Preheat oven to 375°.

1. Braise the cabbage on fierce heat in as little water or stock as possible until barely tender.

2. Boil the potatoes in salted water.

3. Mash the potatoes with some butter and milk (not nearly as much as you would use for mashed potatoes) and combine with the cabbage in a buttered ovenproof dish.

4. Meanwhile sweat the onion and white parts of the scallions in about 2 Tablespoons of butter until they soften but do not color. Once the onions clear, add them to the dish.

5. Add the remaining scallions, chives and parsley to the dish, season with white pepper and salt and mix everything together.

6. Top with the cheese and bake until the cheese bubbles and shows hints of brown.


Notes :

-The first time The Editor encountered rumbledethumps was at the dining room of the Station Hotel in Dumfries, Scotland, during the 1980s, which is fitting: According to Traditional British Cooking , (Celine Hughes, ed.; New York 2007), the dish is indigenous to the Scottish Borders. The menu at the Station was entirely and authentically Scottish. Everything was good, including queen scallops with their coral and a starter of haggis on toast.

-Rumbledethumps make an appearance in Blackwood’s Edinburgh Magazine, the great literary journal of Georgian and Regency Scotland:

“Take a peck of purtatoes, and put them into a boyne [a shallow dish or tub]--at them with a beetle [mallet]--a dab of butter--the beetle again--anither dab--then cabbage--purtato--beetle and dab--saut [salt] meanwhile--and a shake o’ common black pepper--feenally, cabbage and purtato throughither--pree [taste], and you’ll find ‘em decent rumbledethumps.” “Noctes Ambrosianae,” Blackwood’s (October 1825).

-The term itself apparently is what it sounds like, a union of ‘rumble’ with ‘thump:’ According to the Oxford English Dictionary , to rumble is archaic usage for mashing or scrambling a food; thump is self-explanatory.

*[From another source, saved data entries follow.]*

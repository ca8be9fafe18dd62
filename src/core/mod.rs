//! Core animation state machine model and logic.
//!
//! This module contains the pure parts of the state machine:
//! - Typed parameters and the store that owns them
//! - Conditions and their fail-closed evaluation
//! - The graph of states and transitions, and its invariant-preserving edits
//! - Per-tick transition selection
//! - Immutable history of fired transitions
//!
//! Nothing here performs I/O or reads the clock; time enters as arguments.

mod clip;
mod condition;
mod graph;
mod history;
mod mutator;
mod parameter;
mod selector;
mod store;

pub use clip::{AnimationClip, ClipLibrary};
pub use condition::{all_satisfied, evaluate, Condition, ConditionId, ConditionOperator};
pub use graph::{AnimState, Endpoint, StateGraph, StateId, Transition, TransitionId};
pub use history::{FiredTransition, TransitionHistory};
pub use mutator::{ActiveChange, DeleteOutcome, DeleteReport};
pub use parameter::{Parameter, ParameterId, ParameterKind, ParameterValue};
pub use selector::{select_transition, Selection, TickContext};
pub use store::{ParameterSnapshot, ParameterStore, RangeBound};
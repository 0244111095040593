//! Error types for catalog and cart operations.

use thiserror::Error;

use crate::types::{LineId, MenuItemId};

/// Errors reported by the catalog and the cart.
///
/// Quantity bounds are not errors; they surface as
/// [`QuantityChange::AtBound`](crate::types::QuantityChange::AtBound).
#[derive(Debug, Clone, Error, PartialEq, Eq)]
pub enum CartError {
    /// The item is already in the cart; nothing was added.
    #[error("Item already in cart: {name}")]
    DuplicateItem { name: String },

    /// No line with this id exists in the cart.
    #[error("Order line not found: {0}")]
    LineNotFound(LineId),

    /// No catalog item with this id exists.
    #[error("Menu item not found: {0}")]
    MenuItemNotFound(MenuItemId),

    /// A menu item violates its invariants.
    #[error("Invalid menu item: {0}")]
    InvalidItem(String),

    /// Two catalog entries share an id.
    #[error("Duplicate menu item id: {0}")]
    DuplicateMenuId(MenuItemId),

    /// A serialized catalog could not be parsed.
    #[error("Catalog format error: {0}")]
    CatalogFormat(String),
}

impl From<serde_json::Error> for CartError {
    fn from(err: serde_json::Error) -> Self {
        CartError::CatalogFormat(err.to_string())
    }
}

-Variations on rumbledethumps include kaikenny from Aberdeenshire, Irish champ, colcannon and stelk, Scottish clapshot and Welsh punchnep.

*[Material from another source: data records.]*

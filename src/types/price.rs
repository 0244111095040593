//! Price utilities.
//!
//! ## Overview
//!
//! All prices and totals use `rust_decimal::Decimal` to avoid floating-point
//! errors. A menu price of 9.99 is stored exactly, so quantity × price and
//! the running total never drift.
//!
//! ## Rounding
//!
//! Totals are rounded to [`CENTS_DP`] decimal places with standard rounding:
//! multiply by 100, round to the nearest integer (half away from zero),
//! divide by 100.
//!
//! ## Examples
//!
//! ```
//! use kiosk_cart::types::price::{round_to_cents, format_price};
//! use rust_decimal::Decimal;
//!
//! let price = Decimal::new(999, 2); // 9.99
//! let total = round_to_cents(price * Decimal::from(2));
//! assert_eq!(format_price(total), "19.98");
//! ```

use rust_decimal::{Decimal, RoundingStrategy};

/// Decimal places kept in a rounded total
pub const CENTS_DP: u32 = 2;

// ============================================================================
// Conversion Functions
// ============================================================================

/// Returns true if `d` may be used as a menu price (non-negative)
#[inline]
pub fn is_valid_price(d: Decimal) -> bool {
    d >= Decimal::ZERO
}

/// Round to whole cents
///
/// Midpoints round away from zero, so 0.125 becomes 0.13.
pub fn round_to_cents(d: Decimal) -> Decimal {
    d.round_dp_with_strategy(CENTS_DP, RoundingStrategy::MidpointAwayFromZero)
}

/// Format a price with exactly two decimal places
///
/// # Example
///
/// ```
/// use kiosk_cart::types::price::format_price;
/// use rust_decimal::Decimal;
///
/// assert_eq!(format_price(Decimal::from(5)), "5.00");
/// assert_eq!(format_price(Decimal::new(24965, 3)), "24.97");
/// ```
pub fn format_price(d: Decimal) -> String {
    format!("{:.2}", round_to_cents(d))
}

// ============================================================================
// Arithmetic Functions
// ============================================================================

/// Price of `quantity` units
///
/// # Returns
///
/// * `Some(Decimal)` - price × quantity, unrounded
/// * `None` - If overflow occurs
pub fn checked_line_amount(price: Decimal, quantity: u32) -> Option<Decimal> {
    price.checked_mul(Decimal::from(quantity))
}

/// Sum a sequence of amounts
///
/// # Returns
///
/// * `Some(Decimal)` - The unrounded sum (zero for an empty sequence)
/// * `None` - If overflow occurs
pub fn checked_sum<I>(amounts: I) -> Option<Decimal>
where
    I: IntoIterator<Item = Decimal>,
{
    amounts
        .into_iter()
        .try_fold(Decimal::ZERO, |acc, amount| acc.checked_add(amount))
}

// ============================================================================
// Unit Tests
// ============================================================================
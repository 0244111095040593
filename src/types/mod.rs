//! Core data types for the kiosk cart
//!
//! ## Types
//!
//! - [`MenuItem`]: A catalog entry (name, price, category, image reference)
//! - [`Category`]: Main, Side or Dessert, plus the filter pseudo-value `All`
//! - [`OrderLine`]: A cart entry referencing a menu item with a quantity
//! - [`QuantityChange`]: Outcome of a bounded quantity adjustment
//!
//! ## Money
//!
//! Prices are `rust_decimal::Decimal`. See [`price`] for rounding rules.

mod category;
mod menu_item;
mod order_line;
pub mod price;

// Re-export all types at module level
pub use category::Category;
pub use menu_item::{MenuItem, MenuItemId};
pub use order_line::{LineId, OrderLine, QuantityChange, MAX_QUANTITY, MIN_QUANTITY};
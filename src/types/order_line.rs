//! Order lines: one cart entry referencing a menu item with a quantity.
//!
//! ## Quantity Bounds
//!
//! A line's quantity stays within [`MIN_QUANTITY`]..=[`MAX_QUANTITY`].
//! Moving past either bound is a no-op reported as [`QuantityChange::AtBound`];
//! a line never reaches quantity zero and is only removed explicitly.

use rust_decimal::Decimal;

use crate::types::price::checked_line_amount;
use crate::types::MenuItem;

/// Order line identifier (assigned by the cart)
pub type LineId = u64;

/// Lowest quantity a line can hold
pub const MIN_QUANTITY: u32 = 1;

/// Highest quantity a line can hold
pub const MAX_QUANTITY: u32 = 100;

/// Result of a quantity adjustment
#[derive(Debug, Clone, Copy, PartialEq, Eq)]
pub enum QuantityChange {
    /// Quantity moved to the contained value
    Updated(u32),
    /// Quantity was already at a bound and is unchanged
    AtBound(u32),
}

impl QuantityChange {
    /// Quantity after the adjustment
    pub fn quantity(self) -> u32 {
        match self {
            QuantityChange::Updated(q) | QuantityChange::AtBound(q) => q,
        }
    }

    /// Returns true if the quantity changed
    pub fn is_updated(self) -> bool {
        matches!(self, QuantityChange::Updated(_))
    }
}

/// One entry in the cart.
///
/// The menu item is held by value so a line stays meaningful even if the
/// presentation layer drops its catalog reference.
#[derive(Debug, Clone, PartialEq, Eq)]
pub struct OrderLine {
    /// Unique line identifier within a cart
    pub id: LineId,

    /// The ordered menu item
    pub item: MenuItem,

    quantity: u32,
}

impl OrderLine {
    /// Create a line with quantity 1
    pub fn new(id: LineId, item: MenuItem) -> Self {
        Self {
            id,
            item,
            quantity: MIN_QUANTITY,
        }
    }

    /// Current quantity
    #[inline]
    pub fn quantity(&self) -> u32 {
        self.quantity
    }

    /// quantity × unit price, unrounded
    ///
    /// Saturates at `Decimal::MAX`; see [`checked_line_total`](Self::checked_line_total).
    pub fn line_total(&self) -> Decimal {
        self.checked_line_total().unwrap_or(Decimal::MAX)
    }

    /// quantity × unit price, or `None` on overflow
    pub fn checked_line_total(&self) -> Option<Decimal> {
        checked_line_amount(self.item.price, self.quantity)
    }

    /// Add one unit unless already at [`MAX_QUANTITY`]
    pub fn increment(&mut self) -> QuantityChange {
        if self.quantity < MAX_QUANTITY {
            self.quantity += 1;
            QuantityChange::Updated(self.quantity)
        } else {
            QuantityChange::AtBound(self.quantity)
        }
    }

    /// Remove one unit unless already at [`MIN_QUANTITY`]
    pub fn decrement(&mut self) -> QuantityChange {
        if self.quantity > MIN_QUANTITY {
            self.quantity -= 1;
            QuantityChange::Updated(self.quantity)
        } else {
            QuantityChange::AtBound(self.quantity)
        }
    }
}

// ============================================================================
// Unit Tests
// ============================================================================

#[cfg(test)]
mod tests {
    use super::*;
    use crate::types::Category;

    fn line(price: Decimal) -> OrderLine {
        let item = MenuItem::new(1, "fries", "Fries", price, Category::Side).unwrap();
        OrderLine::new(10, item)
    }

    #[test]
    fn test_new_line_has_quantity_one() {
        let line = line(Decimal::new(299, 2));
        assert_eq!(line.id, 10);
        assert_eq!(line.quantity(), 1);
        assert_eq!(line.line_total(), Decimal::new(299, 2));
    }

    #[test]
    fn test_line_total_tracks_quantity() {
        let mut line = line(Decimal::new(999, 2));
        line.increment();
        assert_eq!(line.line_total(), Decimal::new(1998, 2));
        assert_eq!(line.checked_line_total(), Some(Decimal::new(1998, 2)));
    }

    #[test]
    fn test_line_total_saturates_on_overflow() {
        let mut line = line(Decimal::MAX);
        line.increment();
        assert_eq!(line.checked_line_total(), None);
        assert_eq!(line.line_total(), Decimal::MAX);
    }

    #[test]
    fn test_increment_stops_at_max() {
        let mut line = line(Decimal::ONE);
        for expected in 2..=MAX_QUANTITY {
            assert_eq!(line.increment(), QuantityChange::Updated(expected));
        }
        assert_eq!(line.increment(), QuantityChange::AtBound(MAX_QUANTITY));
        assert_eq!(line.quantity(), MAX_QUANTITY);
    }

    #[test]
    fn test_decrement_stops_at_min() {
        let mut line = line(Decimal::ONE);
        assert_eq!(line.decrement(), QuantityChange::AtBound(MIN_QUANTITY));

        line.increment();
        line.increment();
        assert_eq!(line.decrement(), QuantityChange::Updated(2));
        assert_eq!(line.decrement(), QuantityChange::Updated(1));
        assert_eq!(line.decrement(), QuantityChange::AtBound(1));
    }

    #[test]
    fn test_quantity_change_accessors() {
        assert_eq!(QuantityChange::Updated(3).quantity(), 3);
        assert_eq!(QuantityChange::AtBound(100).quantity(), 100);
        assert!(QuantityChange::Updated(3).is_updated());
        assert!(!QuantityChange::AtBound(1).is_updated());
    }
}
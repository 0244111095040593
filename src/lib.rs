//! # Kiosk Cart
//!
//! In-memory order cart model for a point-of-sale kiosk.
//!
//! ## Architecture
//!
//! The model consists of:
//! - **Types**: Core data structures (MenuItem, Category, OrderLine)
//! - **Catalog**: Read-only menu with category filtering
//! - **Cart**: Order lines with slab-based storage, totals, order placement
//! - **Session**: Explicit session context owning one catalog and one cart
//!
//! ## Design Principles
//!
//! 1. **No Floating Point**: Prices and totals use `rust_decimal::Decimal`
//! 2. **No Panics on Stale Ids**: Unknown lines are reported, not unwrapped
//! 3. **Derived Values On Demand**: Line totals and menus are never cached
//! 4. **Synchronous Execution**: Single owner, no locks, no async

// ============================================================================
// Module declarations
// ============================================================================

/// Core data types: MenuItem, Category, OrderLine
pub mod types;

/// Error taxonomy
pub mod error;

/// Menu catalog
pub mod catalog;

/// Cart: order lines and order placement
pub mod cart;

/// Session context
pub mod session;

// ============================================================================
// Re-exports for convenience
// ============================================================================

pub use cart::{Cart, OrderSummary, PlaceOrderOutcome};
pub use catalog::Catalog;
pub use error::CartError;
pub use session::KioskSession;
pub use types::{Category, LineId, MenuItem, MenuItemId, OrderLine, QuantityChange};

-To make kaikenny, use cream instead of butter.

-To make champ or skelk, simmer chopped scallions in milk for a few minutes, mash the mixture with cooked and peeled potatoes, season with salt and pepper and add generous dollops of butter.

-Colcannon is a mixture of equal parts kale or cabbage and potatoes thinned with a little milk, then seasoned and buttered like champ. Clapshot is colcannon substituting mashed yellow turnip for the greens and is traditional fare with haggis. Punchnep is clapshot made with white instead of yellow turnips.